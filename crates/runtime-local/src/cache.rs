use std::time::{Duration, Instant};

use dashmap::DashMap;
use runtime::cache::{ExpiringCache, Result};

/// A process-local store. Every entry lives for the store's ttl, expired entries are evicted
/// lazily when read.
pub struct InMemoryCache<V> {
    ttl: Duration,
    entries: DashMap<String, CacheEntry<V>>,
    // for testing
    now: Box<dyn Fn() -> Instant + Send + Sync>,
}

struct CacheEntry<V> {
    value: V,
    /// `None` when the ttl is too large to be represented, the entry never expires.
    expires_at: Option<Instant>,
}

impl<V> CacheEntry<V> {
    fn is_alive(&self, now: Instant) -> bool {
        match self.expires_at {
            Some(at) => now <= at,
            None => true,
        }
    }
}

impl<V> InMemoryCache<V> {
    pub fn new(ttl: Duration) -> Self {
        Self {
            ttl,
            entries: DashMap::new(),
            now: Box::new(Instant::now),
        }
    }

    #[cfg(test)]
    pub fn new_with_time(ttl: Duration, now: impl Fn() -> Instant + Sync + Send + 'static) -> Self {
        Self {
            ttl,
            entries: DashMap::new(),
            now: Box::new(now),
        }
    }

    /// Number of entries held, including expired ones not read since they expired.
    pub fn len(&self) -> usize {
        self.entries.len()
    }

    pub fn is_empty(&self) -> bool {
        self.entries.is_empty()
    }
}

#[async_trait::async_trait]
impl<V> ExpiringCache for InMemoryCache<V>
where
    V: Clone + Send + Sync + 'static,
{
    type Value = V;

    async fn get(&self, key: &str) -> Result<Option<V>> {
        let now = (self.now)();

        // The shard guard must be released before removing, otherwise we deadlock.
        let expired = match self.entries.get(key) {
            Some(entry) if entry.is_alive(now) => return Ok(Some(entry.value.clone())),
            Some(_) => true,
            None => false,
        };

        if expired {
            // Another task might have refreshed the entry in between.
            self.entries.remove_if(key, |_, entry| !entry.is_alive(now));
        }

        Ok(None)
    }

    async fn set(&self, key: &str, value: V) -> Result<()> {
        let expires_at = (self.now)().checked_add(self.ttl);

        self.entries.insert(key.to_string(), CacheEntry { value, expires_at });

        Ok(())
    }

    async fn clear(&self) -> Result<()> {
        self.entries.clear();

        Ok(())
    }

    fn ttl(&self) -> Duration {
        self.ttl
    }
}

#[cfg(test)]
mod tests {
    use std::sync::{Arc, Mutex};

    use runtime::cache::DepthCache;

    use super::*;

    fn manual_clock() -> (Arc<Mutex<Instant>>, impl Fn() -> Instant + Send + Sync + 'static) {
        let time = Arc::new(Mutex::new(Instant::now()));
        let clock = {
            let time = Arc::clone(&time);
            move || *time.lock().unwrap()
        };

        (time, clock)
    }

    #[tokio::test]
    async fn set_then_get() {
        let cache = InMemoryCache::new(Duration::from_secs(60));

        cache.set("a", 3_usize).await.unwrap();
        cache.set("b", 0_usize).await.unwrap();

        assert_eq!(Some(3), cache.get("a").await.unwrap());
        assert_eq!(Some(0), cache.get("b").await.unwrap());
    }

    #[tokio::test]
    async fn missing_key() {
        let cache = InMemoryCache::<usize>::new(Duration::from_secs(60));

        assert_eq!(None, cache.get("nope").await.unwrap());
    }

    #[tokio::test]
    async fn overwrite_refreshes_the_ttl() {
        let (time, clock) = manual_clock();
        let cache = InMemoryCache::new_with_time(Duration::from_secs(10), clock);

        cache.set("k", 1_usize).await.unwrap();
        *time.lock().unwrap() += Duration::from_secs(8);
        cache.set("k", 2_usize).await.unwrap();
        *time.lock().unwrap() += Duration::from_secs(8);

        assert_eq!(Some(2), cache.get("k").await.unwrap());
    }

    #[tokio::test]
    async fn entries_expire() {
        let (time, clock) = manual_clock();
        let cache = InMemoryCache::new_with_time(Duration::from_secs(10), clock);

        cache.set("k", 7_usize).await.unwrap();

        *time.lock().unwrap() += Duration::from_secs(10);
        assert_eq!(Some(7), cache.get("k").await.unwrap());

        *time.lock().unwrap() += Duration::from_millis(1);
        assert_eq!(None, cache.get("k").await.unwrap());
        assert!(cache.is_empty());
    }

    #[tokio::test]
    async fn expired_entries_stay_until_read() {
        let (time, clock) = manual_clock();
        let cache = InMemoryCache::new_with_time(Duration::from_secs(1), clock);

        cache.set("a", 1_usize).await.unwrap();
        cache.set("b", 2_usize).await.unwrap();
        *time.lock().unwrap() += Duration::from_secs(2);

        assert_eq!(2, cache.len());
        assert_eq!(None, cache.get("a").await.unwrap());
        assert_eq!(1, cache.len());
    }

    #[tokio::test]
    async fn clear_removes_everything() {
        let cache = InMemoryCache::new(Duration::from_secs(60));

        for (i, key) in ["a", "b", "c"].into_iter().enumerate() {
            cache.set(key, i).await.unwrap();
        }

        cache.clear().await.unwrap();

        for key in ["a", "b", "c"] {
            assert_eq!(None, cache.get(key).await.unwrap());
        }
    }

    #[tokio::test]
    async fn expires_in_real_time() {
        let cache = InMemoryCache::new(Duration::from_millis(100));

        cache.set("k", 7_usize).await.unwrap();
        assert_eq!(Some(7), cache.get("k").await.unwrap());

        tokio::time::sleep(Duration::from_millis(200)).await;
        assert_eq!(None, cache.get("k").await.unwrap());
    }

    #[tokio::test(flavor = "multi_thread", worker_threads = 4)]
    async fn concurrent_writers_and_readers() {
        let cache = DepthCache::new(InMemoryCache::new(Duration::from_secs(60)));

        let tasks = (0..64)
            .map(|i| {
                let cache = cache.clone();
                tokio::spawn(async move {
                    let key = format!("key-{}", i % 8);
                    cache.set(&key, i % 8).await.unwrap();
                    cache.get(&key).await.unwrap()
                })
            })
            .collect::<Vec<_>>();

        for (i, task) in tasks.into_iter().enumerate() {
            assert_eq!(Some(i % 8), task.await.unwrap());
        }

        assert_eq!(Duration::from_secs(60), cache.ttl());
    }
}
+ + + +
WORK INSTRUCTION
Every line of the material must be given again exactly.

SOLVED EXERCISE
filename crates/runtime-local/src/cache.rs
use std::time::{Duration, Instant};

use dashmap::DashMap;
use runtime::cache::{ExpiringCache, Result};

/// A process-local store. Every entry lives for the store's ttl, expired entries are evicted
/// lazily when read.
pub struct InMemoryCache<V> {
    ttl: Duration,
    entries: DashMap<String, CacheEntry<V>>,
    // for testing
    now: Box<dyn Fn() -> Instant + Send + Sync>,
}

struct CacheEntry<V> {
    value: V,
    /// `None` when the ttl is too large to be represented, the entry never expires.
    expires_at: Option<Instant>,
}

impl<V> CacheEntry<V> {
    fn is_alive(&self, now: Instant) -> bool {
        match self.expires_at {
            Some(at) => now <= at,
            None => true,
        }
    }
}

impl<V> InMemoryCache<V> {
    pub fn new(ttl: Duration) -> Self {
        Self {
            ttl,
            entries: DashMap::new(),
            now: Box::new(Instant::now),
        }
    }

    #[cfg(test)]
    pub fn new_with_time(ttl: Duration, now: impl Fn() -> Instant + Sync + Send + 'static) -> Self {
        Self {
            ttl,
            entries: DashMap::new(),
            now: Box::new(now),
        }
    }

    /// Number of entries held, including expired ones not read since they expired.
    pub fn len(&self) -> usize {
        self.entries.len()
    }

    pub fn is_empty(&self) -> bool {
        self.entries.is_empty()
    }
}

#[async_trait::async_trait]
impl<V> ExpiringCache for InMemoryCache<V>
where
    V: Clone + Send + Sync + 'static,
{
    type Value = V;

    async fn get(&self, key: &str) -> Result<Option<V>> {
        let now = (self.now)();

        // The shard guard must be released before removing, otherwise we deadlock.
        let expired = match self.entries.get(key) {
            Some(entry) if entry.is_alive(now) => return Ok(Some(entry.value.clone())),
            Some(_) => true,
            None => false,
        };

        if expired {
            // Another task might have refreshed the entry in between.
            self.entries.remove_if(key, |_, entry| !entry.is_alive(now));
        }

        Ok(None)
    }

    async fn set(&self, key: &str, value: V) -> Result<()> {
        let expires_at = (self.now)().checked_add(self.ttl);

        self.entries.insert(key.to_string(), CacheEntry { value, expires_at });

        Ok(())
    }

    async fn clear(&self) -> Result<()> {
        self.entries.clear();

        Ok(())
    }

    fn ttl(&self) -> Duration {
        self.ttl
    }
}

#[cfg(test)]
mod tests {
    use std::sync::{Arc, Mutex};

    use runtime::cache::DepthCache;

    use super::*;

    fn manual_clock() -> (Arc<Mutex<Instant>>, impl Fn() -> Instant + Send + Sync + 'static) {
        let time = Arc::new(Mutex::new(Instant::now()));
        let clock = {
            let time = Arc::clone(&time);
            move || *time.lock().unwrap()
        };

        (time, clock)
    }

    #[tokio::test]
    async fn set_then_get() {
        let cache = InMemoryCache::new(Duration::from_secs(60));

        cache.set("a", 3_usize).await.unwrap();
        cache.set("b", 0_usize).await.unwrap();

        assert_eq!(Some(3), cache.get("a").await.unwrap());
        assert_eq!(Some(0), cache.get("b").await.unwrap());
    }

    #[tokio::test]
    async fn missing_key() {
        let cache = InMemoryCache::<usize>::new(Duration::from_secs(60));

        assert_eq!(None, cache.get("nope").await.unwrap());
    }

    #[tokio::test]
    async fn overwrite_refreshes_the_ttl() {
        let (time, clock) = manual_clock();
        let cache = InMemoryCache::new_with_time(Duration::from_secs(10), clock);

        cache.set("k", 1_usize).await.unwrap();
        *time.lock().unwrap() += Duration::from_secs(8);
        cache.set("k", 2_usize).await.unwrap();
        *time.lock().unwrap() += Duration::from_secs(8);

        assert_eq!(Some(2), cache.get("k").await.unwrap());
    }

    #[tokio::test]
    async fn entries_expire() {
        let (time, clock) = manual_clock();
        let cache = InMemoryCache::new_with_time(Duration::from_secs(10), clock);

        cache.set("k", 7_usize).await.unwrap();

        *time.lock().unwrap() += Duration::from_secs(10);
        assert_eq!(Some(7), cache.get("k").await.unwrap());

        *time.lock().unwrap() += Duration::from_millis(1);
        assert_eq!(None, cache.get("k").await.unwrap());
        assert!(cache.is_empty());
    }

    #[tokio::test]
    async fn expired_entries_stay_until_read() {
        let (time, clock) = manual_clock();
        let cache = InMemoryCache::new_with_time(Duration::from_secs(1), clock);

        cache.set("a", 1_usize).await.unwrap();
        cache.set("b", 2_usize).await.unwrap();
        *time.lock().unwrap() += Duration::from_secs(2);

        assert_eq!(2, cache.len());
        assert_eq!(None, cache.get("a").await.unwrap());
        assert_eq!(1, cache.len());
    }

    #[tokio::test]
    async fn clear_removes_everything() {
        let cache = InMemoryCache::new(Duration::from_secs(60));

        for (i, key) in ["a", "b", "c"].into_iter().enumerate() {
            cache.set(key, i).await.unwrap();
        }

        cache.clear().await.unwrap();

        for key in ["a", "b", "c"] {
            assert_eq!(None, cache.get(key).await.unwrap());
        }
    }

    #[tokio::test]
    async fn expires_in_real_time() {
        let cache = InMemoryCache::new(Duration::from_millis(100));

        cache.set("k", 7_usize).await.unwrap();
        assert_eq!(Some(7), cache.get("k").await.unwrap());

        tokio::time::sleep(Duration::from_millis(200)).await;
        assert_eq!(None, cache.get("k").await.unwrap());
    }

    #[tokio::test(flavor = "multi_thread", worker_threads = 4)]
    async fn concurrent_writers_and_readers() {
        let cache = DepthCache::new(InMemoryCache::new(Duration::from_secs(60)));

        let tasks = (0..64)
            .map(|i| {
                let cache = cache.clone();
                tokio::spawn(async move {
                    let key = format!("key-{}", i % 8);
                    cache.set(&key, i % 8).await.unwrap();
                    cache.get(&key).await.unwrap()
                })
            })
            .collect::<Vec<_>>();

        for (i, task) in tasks.into_iter().enumerate() {
            assert_eq!(Some(i % 8), task.await.unwrap());
        }

        assert_eq!(Duration::from_secs(60), cache.ttl());
    }
}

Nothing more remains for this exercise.